In the MSU research, caterpillar larvae that were fed oily leaves from plants engineered with algal genes gained more weight than worms that ate regular leaves.

In the MSU research, caterpillar larvae that were fed oily leaves from plants engineered with algal genes gained more weight than worms that ate regular leaves.

Michigan State University researchers have successfully employed an algal gene involved in oil production to engineer a plant that stores lipids in its leaves, a development they feel could enhance biofuel production as well as lead to improved animal feeds. The results were published in the current issue of The Plant Cell, the journal of the American Society of Plant Biologists.

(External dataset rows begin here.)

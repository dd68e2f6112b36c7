use crate::{AppState, Credentials, Effect, Msg};

/// Pure update function: applies a message to state and returns any effects.
pub fn update(mut state: AppState, msg: Msg) -> (AppState, Vec<Effect>) {
    let effects = match msg {
        Msg::LoginSubmitted(credentials) => {
            // A second submit while a request is in flight, or while already
            // logged in, is ignored rather than queued.
            if state.auth().is_logged_in() || state.status().login_pending() {
                return (state, Vec::new());
            }
            match normalize_credentials(credentials) {
                Some(credentials) => {
                    state.begin_login();
                    vec![Effect::BeginLogin { credentials }]
                }
                None => {
                    state.fail_login("username and password are required".to_string());
                    Vec::new()
                }
            }
        }
        Msg::LoginSucceeded => {
            if state.auth().is_logged_in() && !state.status().login_pending() {
                return (state, Vec::new());
            }
            state.complete_login();
            Vec::new()
        }
        Msg::LoginFailed { reason } => {
            // Only meaningful while a login is pending; a stale rejection
            // arriving after logout or expiry must not clobber the state.
            if !state.status().login_pending() {
                return (state, Vec::new());
            }
            state.fail_login(reason);
            Vec::new()
        }
        Msg::LogoutClicked => {
            if state.auth().is_logged_in() {
                state.clear_session();
                vec![Effect::EndSession]
            } else {
                Vec::new()
            }
        }
        Msg::SessionExpired => {
            if state.auth().is_logged_in() || state.status().login_pending() {
                state.expire_session("session expired, log in again".to_string());
            }
            Vec::new()
        }
        Msg::ErrorDismissed => {
            if state.status().last_error().is_some() {
                state.dismiss_error();
            }
            Vec::new()
        }
        Msg::Tick | Msg::NoOp => Vec::new(),
    };

    (state, effects)
}

/// Trims the username and rejects credentials that cannot be submitted.
fn normalize_credentials(credentials: Credentials) -> Option<Credentials> {
    if !credentials.is_well_formed() {
        return None;
    }
    let username = credentials.username().trim().to_owned();
    Some(Credentials::new(username, credentials.password()))
}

Christoph Benning, MSU professor of biochemistry and molecular biology, led this collaborative effort with colleagues from the Great Lakes Bioenergy Research Center. “Many researchers are trying to enhance plants’ energy density, and this is another way of approaching it,” Benning said. “It’s a proof-of-concept that could be used to boost plants’ oil production for biofuel use as well as improve the nutrition levels of animal feed.”

Benning and his colleagues began by identifying five genes from single-celled green algae. From the five, they identified one that, when inserted into Arabidopsis thaliana, successfully boosted oil levels in the plant’s leaf tissue.

To confirm that the improved plants were more nutritious and contained more energy, the research team fed them to caterpillar larvae. The larvae that were fed oily leaves from the enhanced plants gained more weight than worms that ate regular leaves.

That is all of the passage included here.